> [PROBLEM STATEMENT]:
Please set down the records exactly, keeping every line.

Dataset records
========================
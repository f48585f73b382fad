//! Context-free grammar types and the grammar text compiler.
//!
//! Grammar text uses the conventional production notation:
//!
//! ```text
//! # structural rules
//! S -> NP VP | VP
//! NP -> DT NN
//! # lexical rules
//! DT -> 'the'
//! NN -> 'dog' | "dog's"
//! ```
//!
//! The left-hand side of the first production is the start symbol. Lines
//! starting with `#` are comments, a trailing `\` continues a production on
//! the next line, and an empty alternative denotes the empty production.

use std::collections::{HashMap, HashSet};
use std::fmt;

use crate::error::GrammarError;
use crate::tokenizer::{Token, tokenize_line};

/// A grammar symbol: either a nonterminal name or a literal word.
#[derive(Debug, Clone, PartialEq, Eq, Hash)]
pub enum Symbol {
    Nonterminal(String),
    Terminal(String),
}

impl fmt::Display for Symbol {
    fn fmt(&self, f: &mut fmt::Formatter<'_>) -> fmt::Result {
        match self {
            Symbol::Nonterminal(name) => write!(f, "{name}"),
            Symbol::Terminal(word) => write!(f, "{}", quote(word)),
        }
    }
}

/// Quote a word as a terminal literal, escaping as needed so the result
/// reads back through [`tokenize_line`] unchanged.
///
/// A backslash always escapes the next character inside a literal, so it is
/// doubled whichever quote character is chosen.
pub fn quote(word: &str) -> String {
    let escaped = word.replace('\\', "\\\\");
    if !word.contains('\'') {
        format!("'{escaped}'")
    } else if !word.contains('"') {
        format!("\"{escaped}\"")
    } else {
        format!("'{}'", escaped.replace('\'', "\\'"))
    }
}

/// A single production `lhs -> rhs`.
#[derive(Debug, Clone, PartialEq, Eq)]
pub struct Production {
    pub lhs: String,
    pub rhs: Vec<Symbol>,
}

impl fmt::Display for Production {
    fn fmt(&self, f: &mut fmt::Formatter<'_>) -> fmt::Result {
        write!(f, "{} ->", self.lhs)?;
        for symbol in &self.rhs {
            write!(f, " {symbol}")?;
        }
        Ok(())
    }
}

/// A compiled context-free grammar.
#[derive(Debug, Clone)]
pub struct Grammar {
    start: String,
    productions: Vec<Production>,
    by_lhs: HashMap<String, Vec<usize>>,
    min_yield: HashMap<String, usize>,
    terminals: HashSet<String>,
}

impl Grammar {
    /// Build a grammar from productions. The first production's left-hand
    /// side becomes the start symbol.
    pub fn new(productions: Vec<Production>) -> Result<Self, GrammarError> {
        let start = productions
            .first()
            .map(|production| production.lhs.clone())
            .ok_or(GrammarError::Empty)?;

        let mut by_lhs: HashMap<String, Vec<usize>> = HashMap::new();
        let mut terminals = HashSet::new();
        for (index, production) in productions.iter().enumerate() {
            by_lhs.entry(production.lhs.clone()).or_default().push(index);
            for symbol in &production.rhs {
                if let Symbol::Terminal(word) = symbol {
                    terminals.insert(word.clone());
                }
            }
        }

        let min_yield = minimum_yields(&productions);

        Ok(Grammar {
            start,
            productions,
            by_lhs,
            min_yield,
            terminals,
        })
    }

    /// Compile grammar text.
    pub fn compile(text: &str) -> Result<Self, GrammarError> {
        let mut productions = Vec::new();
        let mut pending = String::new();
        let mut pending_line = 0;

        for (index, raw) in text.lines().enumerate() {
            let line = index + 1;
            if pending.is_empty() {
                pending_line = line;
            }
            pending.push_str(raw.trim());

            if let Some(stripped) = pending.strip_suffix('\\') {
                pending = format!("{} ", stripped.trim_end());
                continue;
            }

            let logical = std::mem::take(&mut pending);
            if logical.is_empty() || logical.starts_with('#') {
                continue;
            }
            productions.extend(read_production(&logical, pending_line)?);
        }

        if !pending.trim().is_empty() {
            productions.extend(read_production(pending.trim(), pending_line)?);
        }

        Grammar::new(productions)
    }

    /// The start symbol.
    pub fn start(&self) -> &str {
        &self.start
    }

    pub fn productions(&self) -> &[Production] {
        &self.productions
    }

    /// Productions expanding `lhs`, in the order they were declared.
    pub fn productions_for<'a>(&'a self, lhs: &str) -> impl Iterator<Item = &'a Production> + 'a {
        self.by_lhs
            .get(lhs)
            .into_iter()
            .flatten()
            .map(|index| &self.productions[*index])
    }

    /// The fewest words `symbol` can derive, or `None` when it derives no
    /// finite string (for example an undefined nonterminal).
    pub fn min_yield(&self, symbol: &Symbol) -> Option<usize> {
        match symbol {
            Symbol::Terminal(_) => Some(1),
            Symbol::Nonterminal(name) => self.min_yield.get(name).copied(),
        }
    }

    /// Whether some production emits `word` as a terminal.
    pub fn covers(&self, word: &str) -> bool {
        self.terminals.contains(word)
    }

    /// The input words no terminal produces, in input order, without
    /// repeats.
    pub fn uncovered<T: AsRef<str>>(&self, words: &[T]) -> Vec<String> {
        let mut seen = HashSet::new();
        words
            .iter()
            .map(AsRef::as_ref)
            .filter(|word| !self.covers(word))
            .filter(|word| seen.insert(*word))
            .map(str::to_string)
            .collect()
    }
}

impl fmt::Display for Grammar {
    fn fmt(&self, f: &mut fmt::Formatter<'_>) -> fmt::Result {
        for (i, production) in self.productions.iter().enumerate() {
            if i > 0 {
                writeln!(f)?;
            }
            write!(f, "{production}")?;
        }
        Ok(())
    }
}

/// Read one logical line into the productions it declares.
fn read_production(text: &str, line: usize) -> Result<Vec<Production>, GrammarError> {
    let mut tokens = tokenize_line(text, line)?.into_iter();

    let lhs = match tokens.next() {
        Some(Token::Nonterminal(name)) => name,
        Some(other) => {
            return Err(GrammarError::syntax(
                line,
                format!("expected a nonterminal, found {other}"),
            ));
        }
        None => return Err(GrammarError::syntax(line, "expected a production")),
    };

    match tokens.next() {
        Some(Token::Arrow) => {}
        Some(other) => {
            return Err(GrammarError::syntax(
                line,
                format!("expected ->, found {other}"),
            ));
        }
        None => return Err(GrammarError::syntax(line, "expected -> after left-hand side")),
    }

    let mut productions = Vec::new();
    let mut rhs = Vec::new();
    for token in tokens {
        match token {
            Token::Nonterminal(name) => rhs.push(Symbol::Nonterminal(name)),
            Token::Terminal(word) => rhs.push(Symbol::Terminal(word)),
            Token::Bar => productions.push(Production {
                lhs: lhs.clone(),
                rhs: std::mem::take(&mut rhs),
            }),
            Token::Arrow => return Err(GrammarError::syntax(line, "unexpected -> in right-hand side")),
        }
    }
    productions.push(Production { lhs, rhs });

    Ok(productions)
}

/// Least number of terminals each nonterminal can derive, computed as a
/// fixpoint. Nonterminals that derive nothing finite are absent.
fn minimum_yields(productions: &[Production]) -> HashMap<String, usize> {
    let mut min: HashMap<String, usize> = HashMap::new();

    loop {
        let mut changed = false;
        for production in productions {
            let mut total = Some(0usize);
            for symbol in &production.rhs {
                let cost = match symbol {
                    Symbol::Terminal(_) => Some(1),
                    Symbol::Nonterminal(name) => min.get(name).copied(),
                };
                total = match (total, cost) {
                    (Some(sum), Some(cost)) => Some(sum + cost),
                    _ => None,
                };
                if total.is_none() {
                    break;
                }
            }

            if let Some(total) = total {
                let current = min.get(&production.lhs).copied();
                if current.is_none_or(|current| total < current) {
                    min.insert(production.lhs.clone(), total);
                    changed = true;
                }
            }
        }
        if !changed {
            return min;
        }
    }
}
========================
> [RESULT OF THE EXERCISE]:
repository f48585f73b382fad
//! Context-free grammar types and the grammar text compiler.
//!
//! Grammar text uses the conventional production notation:
//!
//! ```text
//! # structural rules
//! S -> NP VP | VP
//! NP -> DT NN
//! # lexical rules
//! DT -> 'the'
//! NN -> 'dog' | "dog's"
//! ```
//!
//! The left-hand side of the first production is the start symbol. Lines
//! starting with `#` are comments, a trailing `\` continues a production on
//! the next line, and an empty alternative denotes the empty production.

use std::collections::{HashMap, HashSet};
use std::fmt;

use crate::error::GrammarError;
use crate::tokenizer::{Token, tokenize_line};

/// A grammar symbol: either a nonterminal name or a literal word.
#[derive(Debug, Clone, PartialEq, Eq, Hash)]
pub enum Symbol {
    Nonterminal(String),
    Terminal(String),
}

impl fmt::Display for Symbol {
    fn fmt(&self, f: &mut fmt::Formatter<'_>) -> fmt::Result {
        match self {
            Symbol::Nonterminal(name) => write!(f, "{name}"),
            Symbol::Terminal(word) => write!(f, "{}", quote(word)),
        }
    }
}

/// Quote a word as a terminal literal, escaping as needed so the result
/// reads back through [`tokenize_line`] unchanged.
///
/// A backslash always escapes the next character inside a literal, so it is
/// doubled whichever quote character is chosen.
pub fn quote(word: &str) -> String {
    let escaped = word.replace('\\', "\\\\");
    if !word.contains('\'') {
        format!("'{escaped}'")
    } else if !word.contains('"') {
        format!("\"{escaped}\"")
    } else {
        format!("'{}'", escaped.replace('\'', "\\'"))
    }
}

/// A single production `lhs -> rhs`.
#[derive(Debug, Clone, PartialEq, Eq)]
pub struct Production {
    pub lhs: String,
    pub rhs: Vec<Symbol>,
}

impl fmt::Display for Production {
    fn fmt(&self, f: &mut fmt::Formatter<'_>) -> fmt::Result {
        write!(f, "{} ->", self.lhs)?;
        for symbol in &self.rhs {
            write!(f, " {symbol}")?;
        }
        Ok(())
    }
}

/// A compiled context-free grammar.
#[derive(Debug, Clone)]
pub struct Grammar {
    start: String,
    productions: Vec<Production>,
    by_lhs: HashMap<String, Vec<usize>>,
    min_yield: HashMap<String, usize>,
    terminals: HashSet<String>,
}

impl Grammar {
    /// Build a grammar from productions. The first production's left-hand
    /// side becomes the start symbol.
    pub fn new(productions: Vec<Production>) -> Result<Self, GrammarError> {
        let start = productions
            .first()
            .map(|production| production.lhs.clone())
            .ok_or(GrammarError::Empty)?;

        let mut by_lhs: HashMap<String, Vec<usize>> = HashMap::new();
        let mut terminals = HashSet::new();
        for (index, production) in productions.iter().enumerate() {
            by_lhs.entry(production.lhs.clone()).or_default().push(index);
            for symbol in &production.rhs {
                if let Symbol::Terminal(word) = symbol {
                    terminals.insert(word.clone());
                }
            }
        }

        let min_yield = minimum_yields(&productions);

        Ok(Grammar {
            start,
            productions,
            by_lhs,
            min_yield,
            terminals,
        })
    }

    /// Compile grammar text.
    pub fn compile(text: &str) -> Result<Self, GrammarError> {
        let mut productions = Vec::new();
        let mut pending = String::new();
        let mut pending_line = 0;

        for (index, raw) in text.lines().enumerate() {
            let line = index + 1;
            if pending.is_empty() {
                pending_line = line;
            }
            pending.push_str(raw.trim());

            if let Some(stripped) = pending.strip_suffix('\\') {
                pending = format!("{} ", stripped.trim_end());
                continue;
            }

            let logical = std::mem::take(&mut pending);
            if logical.is_empty() || logical.starts_with('#') {
                continue;
            }
            productions.extend(read_production(&logical, pending_line)?);
        }

        if !pending.trim().is_empty() {
            productions.extend(read_production(pending.trim(), pending_line)?);
        }

        Grammar::new(productions)
    }

    /// The start symbol.
    pub fn start(&self) -> &str {
        &self.start
    }

    pub fn productions(&self) -> &[Production] {
        &self.productions
    }

    /// Productions expanding `lhs`, in the order they were declared.
    pub fn productions_for<'a>(&'a self, lhs: &str) -> impl Iterator<Item = &'a Production> + 'a {
        self.by_lhs
            .get(lhs)
            .into_iter()
            .flatten()
            .map(|index| &self.productions[*index])
    }

    /// The fewest words `symbol` can derive, or `None` when it derives no
    /// finite string (for example an undefined nonterminal).
    pub fn min_yield(&self, symbol: &Symbol) -> Option<usize> {
        match symbol {
            Symbol::Terminal(_) => Some(1),
            Symbol::Nonterminal(name) => self.min_yield.get(name).copied(),
        }
    }

    /// Whether some production emits `word` as a terminal.
    pub fn covers(&self, word: &str) -> bool {
        self.terminals.contains(word)
    }

    /// The input words no terminal produces, in input order, without
    /// repeats.
    pub fn uncovered<T: AsRef<str>>(&self, words: &[T]) -> Vec<String> {
        let mut seen = HashSet::new();
        words
            .iter()
            .map(AsRef::as_ref)
            .filter(|word| !self.covers(word))
            .filter(|word| seen.insert(*word))
            .map(str::to_string)
            .collect()
    }
}

impl fmt::Display for Grammar {
    fn fmt(&self, f: &mut fmt::Formatter<'_>) -> fmt::Result {
        for (i, production) in self.productions.iter().enumerate() {
            if i > 0 {
                writeln!(f)?;
            }
            write!(f, "{production}")?;
        }
        Ok(())
    }
}

/// Read one logical line into the productions it declares.
fn read_production(text: &str, line: usize) -> Result<Vec<Production>, GrammarError> {
    let mut tokens = tokenize_line(text, line)?.into_iter();

    let lhs = match tokens.next() {
        Some(Token::Nonterminal(name)) => name,
        Some(other) => {
            return Err(GrammarError::syntax(
                line,
                format!("expected a nonterminal, found {other}"),
            ));
        }
        None => return Err(GrammarError::syntax(line, "expected a production")),
    };

    match tokens.next() {
        Some(Token::Arrow) => {}
        Some(other) => {
            return Err(GrammarError::syntax(
                line,
                format!("expected ->, found {other}"),
            ));
        }
        None => return Err(GrammarError::syntax(line, "expected -> after left-hand side")),
    }

    let mut productions = Vec::new();
    let mut rhs = Vec::new();
    for token in tokens {
        match token {
            Token::Nonterminal(name) => rhs.push(Symbol::Nonterminal(name)),
            Token::Terminal(word) => rhs.push(Symbol::Terminal(word)),
            Token::Bar => productions.push(Production {
                lhs: lhs.clone(),
                rhs: std::mem::take(&mut rhs),
            }),
            Token::Arrow => return Err(GrammarError::syntax(line, "unexpected -> in right-hand side")),
        }
    }
    productions.push(Production { lhs, rhs });

    Ok(productions)
}

/// Least number of terminals each nonterminal can derive, computed as a
/// fixpoint. Nonterminals that derive nothing finite are absent.
fn minimum_yields(productions: &[Production]) -> HashMap<String, usize> {
    let mut min: HashMap<String, usize> = HashMap::new();

    loop {
        let mut changed = false;
        for production in productions {
            let mut total = Some(0usize);
            for symbol in &production.rhs {
                let cost = match symbol {
                    Symbol::Terminal(_) => Some(1),
                    Symbol::Nonterminal(name) => min.get(name).copied(),
                };
                total = match (total, cost) {
                    (Some(sum), Some(cost)) => Some(sum + cost),
                    _ => None,
                };
                if total.is_none() {
                    break;
                }
            }

            if let Some(total) = total {
                let current = min.get(&production.lhs).copied();
                if current.is_none_or(|current| total < current) {
                    min.insert(production.lhs.clone(), total);
                    changed = true;
                }
            }
        }
        if !changed {
            return min;
        }
    }
}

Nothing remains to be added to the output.